Exercise -> Each record below is to be set down again precisely.

###

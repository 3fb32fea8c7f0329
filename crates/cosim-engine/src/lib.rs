//! `cosim-engine`: the co-simulation engine behind the cosim C API.
//!
//! An [`Execution`] owns a set of [`Slave`]s, the connections between them,
//! and an [`Algorithm`] deciding the macro step size.  [`Observer`]s read
//! values after each step; [`Manipulator`]s install value overrides before
//! each step.
//!
//! # Modules
//!
//! | Module          | Contents                                                        |
//! |-----------------|-----------------------------------------------------------------|
//! | [`slave`]       | `Slave` trait, `StepOutcome`                                    |
//! | [`models`]      | Built-in models, `ModelResolver`                                |
//! | [`algorithm`]   | `FixedStepAlgorithm`, `EccoAlgorithm`, `PowerBond`              |
//! | [`execution`]   | `Execution`, `SharedExecution`, `ExecutionSnapshot`             |
//! | [`observer`]    | `Observer` trait                                                |
//! | [`last_value`]  | `LastValueObserver`                                             |
//! | [`time_series`] | `TimeSeriesObserver`, `Sample`                                  |
//! | [`manipulator`] | `Manipulator` trait, `OverrideManipulator`                      |
//! | [`scenario`]    | `ScenarioManager` (JSON scenarios)                              |
//! | [`timer`]       | `RealTimeTimer`                                                 |
//! | [`config`]      | TOML system-structure loading                                   |
//!
//! # Quick-start
//!
//! ```rust,ignore
//! use cosim_engine::{Execution, FixedStepAlgorithm, ModelResolver, SharedExecution};
//!
//! let algorithm = Arc::new(Mutex::new(FixedStepAlgorithm::new(Duration::from_secs_f64(0.1))?));
//! let mut execution = Execution::new(TimePoint::ZERO, algorithm);
//! execution.add_slave(ModelResolver::default().resolve("builtin:identity")?, "a")?;
//! let shared = SharedExecution::new(execution);
//! shared.simulate_until(Some(TimePoint::from_secs_f64(1.0)))?;
//! ```

pub mod algorithm;
pub mod config;
pub mod execution;
pub mod last_value;
pub mod manipulator;
pub mod models;
pub mod observer;
pub mod scenario;
pub mod slave;
pub mod time_series;
pub mod timer;


// ── Re-exports ────────────────────────────────────────────────────────────────

pub use algorithm::{Algorithm, EccoAlgorithm, EccoParams, FixedStepAlgorithm, PowerBond, SharedAlgorithm};
pub use config::{BuiltSystem, ExecutionOverrides, build_execution, load_system_structure};
pub use execution::{Execution, ExecutionSnapshot, SharedExecution};
pub use last_value::LastValueObserver;
pub use manipulator::{ManipulationTarget, Manipulator, OverrideManipulator};
pub use models::{ModelResolver, SlaveFactory};
pub use observer::Observer;
pub use scenario::ScenarioManager;
pub use slave::{Slave, StepOutcome};
pub use time_series::{Sample, TimeSeriesObserver};
pub use timer::{RealTimeMetrics, RealTimeTimer};

/// Version of this engine crate as `(major, minor, patch)`.
pub fn version() -> (u32, u32, u32) {
    let part = |s: &str| s.parse().unwrap_or(0);
    (
        part(env!("CARGO_PKG_VERSION_MAJOR")),
        part(env!("CARGO_PKG_VERSION_MINOR")),
        part(env!("CARGO_PKG_VERSION_PATCH")),
    )
}
use std::ffi::{c_char, c_int};

use crate::error_channel;

/// Code of the last error on this thread (a `cosim_errc`).
#[unsafe(no_mangle)]
pub extern "C" fn cosim_last_error_code() -> c_int {
    error_channel::last_error_code().as_raw()
}

/// Message of the last error on this thread.  The pointer stays valid until
/// the next failing call on this thread.
#[unsafe(no_mangle)]
pub extern "C" fn cosim_last_error_message() -> *const c_char {
    error_channel::last_error_message()
}

/// OS error number behind the last `COSIM_ERRC_ERRNO`, 0 otherwise.
#[unsafe(no_mangle)]
pub extern "C" fn cosim_last_error_os_code() -> c_int {
    error_channel::last_error_os_code()
}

###

Exercise output ->
repository 3fb32fea8c7f0329
filename crates/cosim-engine/src/lib.rs
//! `cosim-engine`: the co-simulation engine behind the cosim C API.
//!
//! An [`Execution`] owns a set of [`Slave`]s, the connections between them,
//! and an [`Algorithm`] deciding the macro step size.  [`Observer`]s read
//! values after each step; [`Manipulator`]s install value overrides before
//! each step.
//!
//! # Modules
//!
//! | Module          | Contents                                                        |
//! |-----------------|-----------------------------------------------------------------|
//! | [`slave`]       | `Slave` trait, `StepOutcome`                                    |
//! | [`models`]      | Built-in models, `ModelResolver`                                |
//! | [`algorithm`]   | `FixedStepAlgorithm`, `EccoAlgorithm`, `PowerBond`              |
//! | [`execution`]   | `Execution`, `SharedExecution`, `ExecutionSnapshot`             |
//! | [`observer`]    | `Observer` trait                                                |
//! | [`last_value`]  | `LastValueObserver`                                             |
//! | [`time_series`] | `TimeSeriesObserver`, `Sample`                                  |
//! | [`manipulator`] | `Manipulator` trait, `OverrideManipulator`                      |
//! | [`scenario`]    | `ScenarioManager` (JSON scenarios)                              |
//! | [`timer`]       | `RealTimeTimer`                                                 |
//! | [`config`]      | TOML system-structure loading                                   |
//!
//! # Quick-start
//!
//! ```rust,ignore
//! use cosim_engine::{Execution, FixedStepAlgorithm, ModelResolver, SharedExecution};
//!
//! let algorithm = Arc::new(Mutex::new(FixedStepAlgorithm::new(Duration::from_secs_f64(0.1))?));
//! let mut execution = Execution::new(TimePoint::ZERO, algorithm);
//! execution.add_slave(ModelResolver::default().resolve("builtin:identity")?, "a")?;
//! let shared = SharedExecution::new(execution);
//! shared.simulate_until(Some(TimePoint::from_secs_f64(1.0)))?;
//! ```

pub mod algorithm;
pub mod config;
pub mod execution;
pub mod last_value;
pub mod manipulator;
pub mod models;
pub mod observer;
pub mod scenario;
pub mod slave;
pub mod time_series;
pub mod timer;


// ── Re-exports ────────────────────────────────────────────────────────────────

pub use algorithm::{Algorithm, EccoAlgorithm, EccoParams, FixedStepAlgorithm, PowerBond, SharedAlgorithm};
pub use config::{BuiltSystem, ExecutionOverrides, build_execution, load_system_structure};
pub use execution::{Execution, ExecutionSnapshot, SharedExecution};
pub use last_value::LastValueObserver;
pub use manipulator::{ManipulationTarget, Manipulator, OverrideManipulator};
pub use models::{ModelResolver, SlaveFactory};
pub use observer::Observer;
pub use scenario::ScenarioManager;
pub use slave::{Slave, StepOutcome};
pub use time_series::{Sample, TimeSeriesObserver};
pub use timer::{RealTimeMetrics, RealTimeTimer};

/// Version of this engine crate as `(major, minor, patch)`.
pub fn version() -> (u32, u32, u32) {
    let part = |s: &str| s.parse().unwrap_or(0);
    (
        part(env!("CARGO_PKG_VERSION_MAJOR")),
        part(env!("CARGO_PKG_VERSION_MINOR")),
        part(env!("CARGO_PKG_VERSION_PATCH")),
    )
}
use std::ffi::{c_char, c_int};

use crate::error_channel;

/// Code of the last error on this thread (a `cosim_errc`).
#[unsafe(no_mangle)]
pub extern "C" fn cosim_last_error_code() -> c_int {
    error_channel::last_error_code().as_raw()
}

/// Message of the last error on this thread.  The pointer stays valid until
/// the next failing call on this thread.
#[unsafe(no_mangle)]
pub extern "C" fn cosim_last_error_message() -> *const c_char {
    error_channel::last_error_message()
}

/// OS error number behind the last `COSIM_ERRC_ERRNO`, 0 otherwise.
#[unsafe(no_mangle)]
pub extern "C" fn cosim_last_error_os_code() -> c_int {
    error_channel::last_error_os_code()
}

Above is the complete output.